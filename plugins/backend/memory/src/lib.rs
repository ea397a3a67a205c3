use std::collections::HashMap;
use std::future::Future;
use std::pin::Pin;
use std::sync::atomic::{AtomicU64, Ordering};

use tokio::sync::RwLock;

use pubsub_api::{BackendError, CreateTopicOutput, DeliveryProtocol, PubSubBackend, TopicId};

// ═══════════════════════════════════════════════════════════════
//  MemoryBackendConfig
// ═══════════════════════════════════════════════════════════════

fn default_arn_prefix() -> String {
    "arn:memory:topic".to_string()
}

#[derive(Debug, Clone, serde::Deserialize)]
pub struct MemoryBackendConfig {
    #[serde(default = "default_arn_prefix")]
    pub arn_prefix: String,
}

impl Default for MemoryBackendConfig {
    fn default() -> Self {
        Self {
            arn_prefix: default_arn_prefix(),
        }
    }
}

impl MemoryBackendConfig {
    pub fn from_json(config_json: &str) -> Result<Self, BackendError> {
        if config_json.trim().is_empty() || config_json == "{}" {
            return Ok(Self::default());
        }
        Ok(serde_json::from_str(config_json)?)
    }
}

// ═══════════════════════════════════════════════════════════════
//  MemoryBackend
// ═══════════════════════════════════════════════════════════════

/// Подписка на topic внутри MemoryBackend.
#[derive(Debug, Clone, PartialEq, Eq)]
pub struct Subscription {
    pub endpoint: String,
    pub protocol: DeliveryProtocol,
    /// Токен подтверждения, выданный backend'ом.
    pub token: String,
    pub confirmed: bool,
}

#[derive(Debug, Default)]
struct TopicState {
    subscriptions: Vec<Subscription>,
    messages: Vec<String>,
}

/// In-process pub/sub backend. Для локальной разработки и тестов:
/// topic'и живут в памяти, сообщения накапливаются без доставки.
pub struct MemoryBackend {
    arn_prefix: String,
    topics: RwLock<HashMap<TopicId, TopicState>>,
    next_token: AtomicU64,
}

impl Default for MemoryBackend {
    fn default() -> Self {
        Self::new(MemoryBackendConfig::default())
    }
}

impl MemoryBackend {
    pub fn new(config: MemoryBackendConfig) -> Self {
        Self {
            arn_prefix: config.arn_prefix,
            topics: RwLock::new(HashMap::new()),
            next_token: AtomicU64::new(1),
        }
    }

    fn topic_id_for(&self, name: &str) -> TopicId {
        TopicId::new(format!("{}:{name}", self.arn_prefix))
    }

    /// Все сообщения, опубликованные в topic, в порядке публикации.
    pub async fn published(&self, topic: &TopicId) -> Vec<String> {
        let topics = self.topics.read().await;
        topics.get(topic).map(|t| t.messages.clone()).unwrap_or_default()
    }

    pub async fn subscriptions(&self, topic: &TopicId) -> Vec<Subscription> {
        let topics = self.topics.read().await;
        topics.get(topic).map(|t| t.subscriptions.clone()).unwrap_or_default()
    }

    pub async fn topic_ids(&self) -> Vec<TopicId> {
        self.topics.read().await.keys().cloned().collect()
    }
}

fn unknown_topic(topic: &TopicId) -> BackendError {
    BackendError::not_found(format!("topic '{topic}' does not exist"))
}

impl PubSubBackend for MemoryBackend {
    fn create_topic(
        &self,
        name: &str,
    ) -> Pin<Box<dyn Future<Output = Result<CreateTopicOutput, BackendError>> + Send + '_>> {
        let name = name.to_string();
        Box::pin(async move {
            if name.is_empty() {
                return Err(BackendError::config("topic name is empty"));
            }
            let topic_id = self.topic_id_for(&name);
            let mut topics = self.topics.write().await;
            // Повторное создание возвращает тот же идентификатор.
            topics.entry(topic_id.clone()).or_default();
            tracing::debug!(topic = %name, topic_id = %topic_id, "memory topic created");
            Ok(CreateTopicOutput { topic_id: Some(topic_id) })
        })
    }

    fn subscribe(
        &self,
        topic: &TopicId,
        protocol: DeliveryProtocol,
        endpoint: &str,
    ) -> Pin<Box<dyn Future<Output = Result<(), BackendError>> + Send + '_>> {
        let topic = topic.clone();
        let endpoint = endpoint.to_string();
        Box::pin(async move {
            if endpoint.is_empty() {
                return Err(BackendError::config("endpoint is empty"));
            }
            let mut topics = self.topics.write().await;
            let state = topics.get_mut(&topic).ok_or_else(|| unknown_topic(&topic))?;
            let n = self.next_token.fetch_add(1, Ordering::Relaxed);
            state.subscriptions.push(Subscription {
                endpoint,
                protocol,
                token: format!("token-{n}"),
                confirmed: false,
            });
            Ok(())
        })
    }

    fn confirm_subscription(
        &self,
        topic: &TopicId,
        token: &str,
    ) -> Pin<Box<dyn Future<Output = Result<(), BackendError>> + Send + '_>> {
        let topic = topic.clone();
        let token = token.to_string();
        Box::pin(async move {
            let mut topics = self.topics.write().await;
            let state = topics.get_mut(&topic).ok_or_else(|| unknown_topic(&topic))?;
            let sub = state
                .subscriptions
                .iter_mut()
                .find(|s| s.token == token)
                .ok_or_else(|| BackendError::not_found("unknown confirmation token"))?;
            sub.confirmed = true;
            Ok(())
        })
    }

    fn publish(
        &self,
        topic: &TopicId,
        message: String,
    ) -> Pin<Box<dyn Future<Output = Result<(), BackendError>> + Send + '_>> {
        let topic = topic.clone();
        Box::pin(async move {
            let mut topics = self.topics.write().await;
            let state = topics.get_mut(&topic).ok_or_else(|| unknown_topic(&topic))?;
            state.messages.push(message);
            Ok(())
        })
    }
}
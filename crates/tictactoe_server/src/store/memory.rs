//! In-memory session store.

use std::collections::HashMap;
use std::sync::Arc;

use async_trait::async_trait;
use tictactoe_core::{Session, SessionError, SessionId};
use tokio::sync::RwLock;
use tracing::{debug, instrument, warn};

use super::{SessionStore, is_available_for, is_finished_for};

/// Session store backed by a shared map.
///
/// Clones share the same map.
#[derive(Debug, Clone, Default)]
pub struct MemorySessionStore {
    sessions: Arc<RwLock<HashMap<SessionId, Session>>>,
}

impl MemorySessionStore {
    /// Creates an empty store.
    #[instrument]
    pub fn new() -> Self {
        debug!("Creating in-memory session store");
        Self::default()
    }

    /// Number of stored sessions.
    pub async fn len(&self) -> usize {
        self.sessions.read().await.len()
    }

    /// True if nothing is stored.
    pub async fn is_empty(&self) -> bool {
        self.sessions.read().await.is_empty()
    }

    async fn select(&self, keep: impl Fn(&Session) -> bool) -> Vec<Session> {
        let sessions = self.sessions.read().await;
        let mut selected: Vec<Session> = sessions.values().filter(|s| keep(s)).cloned().collect();
        selected.sort_by(|a, b| {
            b.updated_at()
                .cmp(a.updated_at())
                .then_with(|| a.id().cmp(b.id()))
        });
        selected
    }
}

fn now() -> chrono::NaiveDateTime {
    chrono::Utc::now().naive_utc()
}

#[async_trait]
impl SessionStore for MemorySessionStore {
    #[instrument(skip(self))]
    async fn get_by_id(&self, id: &str) -> Result<Option<Session>, SessionError> {
        Ok(self.sessions.read().await.get(id).cloned())
    }

    #[instrument(skip(self, session), fields(session_id = %session.id()))]
    async fn add(&self, session: Session) -> Result<Session, SessionError> {
        let mut sessions = self.sessions.write().await;
        if sessions.contains_key(session.id()) {
            warn!("Session id already stored");
            return Err(SessionError::conflict(format!(
                "Session {} already exists",
                session.id()
            )));
        }

        let now = now();
        let stored = session
            .with_version(1)
            .with_created_at(Some(now))
            .with_updated_at(Some(now));
        sessions.insert(stored.id().clone(), stored.clone());
        debug!("Session stored");
        Ok(stored)
    }

    #[instrument(skip(self, session), fields(session_id = %session.id(), version = %session.version()))]
    async fn update(&self, session: Session) -> Result<Session, SessionError> {
        let mut sessions = self.sessions.write().await;
        let Some(current) = sessions.get(session.id()) else {
            return Err(SessionError::not_found(format!(
                "Session {} not found",
                session.id()
            )));
        };

        if current.version() != session.version() {
            warn!(stored = %current.version(), "Stale session version");
            return Err(SessionError::conflict(format!(
                "Session {} was modified concurrently",
                session.id()
            )));
        }

        let created_at = *current.created_at();
        let version = session.version() + 1;
        let stored = session
            .with_version(version)
            .with_created_at(created_at)
            .with_updated_at(Some(now()));
        sessions.insert(stored.id().clone(), stored.clone());
        debug!(version, "Session updated");
        Ok(stored)
    }

    #[instrument(skip(self))]
    async fn delete(&self, id: &str) -> Result<(), SessionError> {
        match self.sessions.write().await.remove(id) {
            Some(_) => Ok(()),
            None => Err(SessionError::not_found(format!("Session {} not found", id))),
        }
    }

    #[instrument(skip(self))]
    async fn available_sessions(&self, user_id: &str) -> Result<Vec<Session>, SessionError> {
        Ok(self.select(|s| is_available_for(s, user_id)).await)
    }

    #[instrument(skip(self))]
    async fn user_sessions(&self, user_id: &str) -> Result<Vec<Session>, SessionError> {
        Ok(self.select(|s| s.is_seated(user_id)).await)
    }

    #[instrument(skip(self))]
    async fn finished_sessions(&self, user_id: &str) -> Result<Vec<Session>, SessionError> {
        Ok(self.select(|s| is_finished_for(s, user_id)).await)
    }
}

#[cfg(test)]
mod tests {
    use super::*;
    use tictactoe_core::{Difficulty, Mode, Seat, SessionErrorKind, SessionState};

    fn session(id: &str, creator: &str) -> Session {
        Session::new(
            id.to_string(),
            Mode::TwoPlayers,
            Difficulty::Hard,
            Some(Seat::Player1),
            creator.to_string(),
        )
    }

    #[tokio::test]
    async fn test_add_sets_version_and_timestamps() {
        let store = MemorySessionStore::new();
        let stored = store.add(session("a", "alice")).await.unwrap();
        assert_eq!(*stored.version(), 1);
        assert!(stored.created_at().is_some());
        assert_eq!(stored.created_at(), stored.updated_at());
        assert_eq!(store.len().await, 1);
    }

    #[tokio::test]
    async fn test_duplicate_add_conflicts() {
        let store = MemorySessionStore::new();
        store.add(session("a", "alice")).await.unwrap();
        let err = store.add(session("a", "bob")).await.unwrap_err();
        assert!(matches!(err.kind, SessionErrorKind::Conflict(_)));
    }

    #[tokio::test]
    async fn test_update_bumps_version_and_keeps_created_at() {
        let store = MemorySessionStore::new();
        let stored = store.add(session("a", "alice")).await.unwrap();
        let updated = store
            .update(stored.clone().with_state(SessionState::Player1Turn))
            .await
            .unwrap();
        assert_eq!(*updated.version(), 2);
        assert_eq!(updated.created_at(), stored.created_at());
        assert_eq!(
            *store.get_by_id("a").await.unwrap().unwrap().state(),
            SessionState::Player1Turn
        );
    }

    #[tokio::test]
    async fn test_stale_update_conflicts() {
        let store = MemorySessionStore::new();
        let stored = store.add(session("a", "alice")).await.unwrap();
        store.update(stored.clone()).await.unwrap();
        let err = store.update(stored).await.unwrap_err();
        assert!(matches!(err.kind, SessionErrorKind::Conflict(_)));
        assert!(err.kind.to_string().starts_with("Conflict"));
    }

    #[tokio::test]
    async fn test_unknown_ids_are_not_found() {
        let store = MemorySessionStore::new();
        assert!(store.get_by_id("nope").await.unwrap().is_none());
        let err = store.update(session("nope", "alice")).await.unwrap_err();
        assert!(matches!(err.kind, SessionErrorKind::NotFound(_)));
        let err = store.delete("nope").await.unwrap_err();
        assert!(matches!(err.kind, SessionErrorKind::NotFound(_)));
    }

    #[tokio::test]
    async fn test_queries_filter_by_user() {
        let store = MemorySessionStore::new();
        store.add(session("open", "alice")).await.unwrap();
        store
            .add(
                session("done", "alice")
                    .with_player2_id(Some("bob".to_string()))
                    .with_state(SessionState::Draw),
            )
            .await
            .unwrap();

        let available = store.available_sessions("bob").await.unwrap();
        assert_eq!(available.len(), 1);
        assert_eq!(available[0].id(), "open");
        assert!(store.available_sessions("alice").await.unwrap().is_empty());

        assert_eq!(store.user_sessions("alice").await.unwrap().len(), 2);
        assert_eq!(store.user_sessions("bob").await.unwrap().len(), 1);

        let finished = store.finished_sessions("bob").await.unwrap();
        assert_eq!(finished.len(), 1);
        assert_eq!(finished[0].id(), "done");
    }
}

- **What you have to do**
The lines from the start of the entries above through the line containing "In-process pub/sub backend." are the ones to return, please; copy them exactly and include both ends.

- **Result for this exercise**
filename plugins/backend/memory/src/lib.rs
repository ea397a3a67a205c3
use std::collections::HashMap;
use std::future::Future;
use std::pin::Pin;
use std::sync::atomic::{AtomicU64, Ordering};

use tokio::sync::RwLock;

use pubsub_api::{BackendError, CreateTopicOutput, DeliveryProtocol, PubSubBackend, TopicId};

// ═══════════════════════════════════════════════════════════════
//  MemoryBackendConfig
// ═══════════════════════════════════════════════════════════════

fn default_arn_prefix() -> String {
    "arn:memory:topic".to_string()
}

#[derive(Debug, Clone, serde::Deserialize)]
pub struct MemoryBackendConfig {
    #[serde(default = "default_arn_prefix")]
    pub arn_prefix: String,
}

impl Default for MemoryBackendConfig {
    fn default() -> Self {
        Self {
            arn_prefix: default_arn_prefix(),
        }
    }
}

impl MemoryBackendConfig {
    pub fn from_json(config_json: &str) -> Result<Self, BackendError> {
        if config_json.trim().is_empty() || config_json == "{}" {
            return Ok(Self::default());
        }
        Ok(serde_json::from_str(config_json)?)
    }
}

// ═══════════════════════════════════════════════════════════════
//  MemoryBackend
// ═══════════════════════════════════════════════════════════════

/// Подписка на topic внутри MemoryBackend.
#[derive(Debug, Clone, PartialEq, Eq)]
pub struct Subscription {
    pub endpoint: String,
    pub protocol: DeliveryProtocol,
    /// Токен подтверждения, выданный backend'ом.
    pub token: String,
    pub confirmed: bool,
}

#[derive(Debug, Default)]
struct TopicState {
    subscriptions: Vec<Subscription>,
    messages: Vec<String>,
}

/// In-process pub/sub backend. Для локальной разработки и тестов:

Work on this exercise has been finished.